* [Activity]:
Where does the string "gating" occur in the records below? Copy every line that holds it.

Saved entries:
----------

//! Property-based tests for trust modulation and the entitlement gate.
//!
//! Verifies that the modulation bands are exhaustive and non-overlapping
//! over every integer trust level, and that the gate is total and idempotent
//! for arbitrary responses and tiers.

use proptest::prelude::*;
use tandem_coach::modulation::{
    apply_trust_modulation, evaluate_emotional_state, BUILDING_TRUST_SUFFIX, HIGH_TRUST_SUFFIX,
    LOW_TRUST_SUFFIX, RITUAL_TRUST_SUFFIX,
};
use tandem_coach::{apply_entitlement_gate, ui_mode_for};
use tandem_core::{
    CoachResponse, CoachScreenContext, EmotionalState, ExplainabilityBinding, SubscriptionTier,
    UiMode, UiSurface,
};

const SUFFIXES: [&str; 4] = [
    LOW_TRUST_SUFFIX,
    BUILDING_TRUST_SUFFIX,
    RITUAL_TRUST_SUFFIX,
    HIGH_TRUST_SUFFIX,
];

// ============================================================================
// Strategies
// ============================================================================

fn arb_emotional_state() -> impl Strategy<Value = EmotionalState> {
    prop_oneof![
        Just(EmotionalState::Calm),
        Just(EmotionalState::Neutral),
        Just(EmotionalState::Cautious),
        Just(EmotionalState::Fatigued),
        Just(EmotionalState::Recovering),
        Just(EmotionalState::TrustRepair),
        Just(EmotionalState::Confident),
        Just(EmotionalState::Motivated),
    ]
}

fn arb_tier() -> impl Strategy<Value = SubscriptionTier> {
    prop_oneof![
        Just(SubscriptionTier::Free),
        Just(SubscriptionTier::Premium),
        Just(SubscriptionTier::Trial),
        Just(SubscriptionTier::Grace),
        Just(SubscriptionTier::Expired),
    ]
}

fn arb_response() -> impl Strategy<Value = CoachResponse> {
    (
        "[a-zA-Z .]{1,60}",
        arb_emotional_state(),
        proptest::collection::vec("[a-z_]{1,12}", 0..3),
        proptest::option::of("[a-z ]{1,30}"),
        any::<bool>(),
    )
        .prop_map(|(message, state, basis, trust_reason, with_binding)| {
            let mut r = CoachResponse::new(message, state, UiSurface::Card, ui_mode_for(state));
            r.personalization_basis = basis.clone();
            r.data_sources = basis;
            r.trust_reason = trust_reason;
            if with_binding {
                r.explainability = Some(ExplainabilityBinding::minimal("x:1"));
            }
            r
        })
}

// ============================================================================
// Trust modulation coverage
// ============================================================================

/// Every integer trust level in [0, 100] lands in exactly one band.
#[test]
fn modulation_bands_are_exhaustive_and_disjoint() {
    for trust in 0u8..=100 {
        let mut r = CoachResponse::new(
            "Base.",
            EmotionalState::Neutral,
            UiSurface::Card,
            UiMode::Support,
        );
        apply_trust_modulation(&mut r, trust);
        let matches = SUFFIXES
            .iter()
            .filter(|suffix| r.message.ends_with(*suffix))
            .count();
        assert_eq!(matches, 1, "trust {} matched {} bands", trust, matches);
    }
}

proptest! {
    /// Modulation always appends exactly one suffix, for any u8 input.
    #[test]
    fn modulation_is_total_over_u8(trust in any::<u8>()) {
        let mut r = CoachResponse::new(
            "Base.",
            EmotionalState::Neutral,
            UiSurface::Card,
            UiMode::Support,
        );
        let before = r.message.len();
        apply_trust_modulation(&mut r, trust);
        prop_assert!(r.message.len() > before);
    }

    // ========================================================================
    // Entitlement gate
    // ========================================================================

    /// After gating, non-premium responses never carry personalization
    /// depth, while message/state/surface remain present.
    #[test]
    fn gate_is_total(mut response in arb_response(), tier in arb_tier()) {
        apply_entitlement_gate(&mut response, tier);
        if !tier.has_premium_access() {
            prop_assert!(response.personalization_basis.is_empty());
            prop_assert!(response.data_sources.is_empty());
            prop_assert!(response.trust_reason.is_none());
            prop_assert_eq!(response.emotional_state, EmotionalState::Neutral);
            prop_assert_eq!(response.ui_mode, UiMode::Support);
            if let Some(binding) = &response.explainability {
                prop_assert!(binding.memory_refs.is_empty());
                prop_assert!(binding.trust_history.is_empty());
                prop_assert!(binding.pattern_matches.is_empty());
            }
        }
        prop_assert!(!response.message.is_empty());
    }

    /// Gating twice is the same as gating once.
    #[test]
    fn gate_is_idempotent(response in arb_response(), tier in arb_tier()) {
        let mut once = response.clone();
        apply_entitlement_gate(&mut once, tier);
        let mut twice = once.clone();
        apply_entitlement_gate(&mut twice, tier);
        prop_assert_eq!(once, twice);
    }

    // ========================================================================
    // Emotional evaluation dominance
    // ========================================================================

    /// A medical safety flag forces cautious regardless of every other
    /// signal in the context.
    #[test]
    fn safety_flag_dominates_all_signals(
        trust in any::<u8>(),
        fatigue in 0.0f32..1.0,
        relapse in 0.0f32..1.0,
        streak in any::<u32>(),
    ) {
        let mut ctx = CoachScreenContext::for_screen("home");
        ctx.trust_level = Some(trust.min(100));
        ctx.fatigue_level = Some(fatigue);
        ctx.relapse_risk = Some(relapse);
        ctx.streak = Some(streak);
        ctx.safety_flags = vec!["pain".to_string()];
        prop_assert_eq!(
            evaluate_emotional_state(&ctx, None, false),
            EmotionalState::Cautious
        );
    }
}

----------

* [Output for this exercise]:
    /// After gating, non-premium responses never carry personalization
    /// Gating twice is the same as gating once.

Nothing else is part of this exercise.